The Irrawaddy has learned that the NLD government allowed the construction at the same time as it was preparing to submit the Bagan nomination dossier to the World Heritage Committee. When asked about the coincidence, U Aung Aung Kyaw, the director of the Department of Archaeology and National Museum (Bagan Branch), said only: “We let it go ahead, as it had been approved previously. We have not permitted any projects since then.”
Strings attached
Bagan’s recent inscription on UNESCO’s World Heritage List is conditional. The government must fulfill the commitments it made in its management plan and comply with 20 additional recommendations, including those relating to hotels, made by ICOMOS.

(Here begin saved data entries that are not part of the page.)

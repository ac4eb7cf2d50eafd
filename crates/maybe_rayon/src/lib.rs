//! Parallel iteration that degrades to sequential iteration when the
//! `multithreaded` feature is off. Call sites are written once against
//! the `maybe_*` methods and compile either way.

#[cfg(feature = "multithreaded")]
mod multi_threaded;
#[cfg(not(feature = "multithreaded"))]
mod single_threaded;

#[cfg(feature = "multithreaded")]
pub use multi_threaded::*;
#[cfg(not(feature = "multithreaded"))]
pub use single_threaded::*;

pub mod prelude {
    #[cfg(feature = "multithreaded")]
    pub use rayon::prelude::*;

    pub use crate::{MaybeParallelRefExt, MaybeParallelSliceMut};
}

In addition to the removal of intrusive hotels and tourism facilities, and taking account of the need for a phased approach and longer-term strategy for hotels in Bagan, ICOMOS has urged the government to work with it and UNESCO to prepare a hotel strategy to create hotel zones and make any necessary changes to existing facilities.
“All new developments should be subject to heritage impact assessment, and the establishment of zones where hotel developments can occur should be accompanied by regulations concerning building heights and other site and design issues, and be integrated into the regional Tourism Strategy,” its recommendation says.
The Myanmar government is required to report on its implementation of the recommendations to the World Heritage Center by December 2021. Any failure to take the corrective actions required under the commitments and recommendations would endanger the inscription, experts warned.
“All the ongoing projects should be halted for heritage impact assessment. If not, Bagan would be endangered, as you can’t do anything that could harm heritage in the property zone,” said Daw Ohmmar Myo, a former UNESCO coordinator now involved in heritage management of the temple town.

Historian Thant Myint-U believes it is incredibly important that what remains is now properly protected, and that investments are made in research and scholarship, if tourism is to be part of Bagan’s future.
“But it should be carefully managed; a sustainable tourism strategy that creates well-paying jobs and maximizes benefits for local people, rather than short-sighted policies that seek only to maximize profits for a handful of hoteliers and investors.”
However, given the ongoing projects along the Irrawaddy River and in the Property Zone, it seems there is no quick fix in sight.
For all his acknowledgment that heritage impact assessment is required in the first place, even U Aung Aung Kyaw, the director of the Department of Archaeology and National Museum (Bagan Branch), has no idea when such a heritage impact assessment could be launched.
“It needs further discussions. So, it’s difficult to say now when we could implement it.”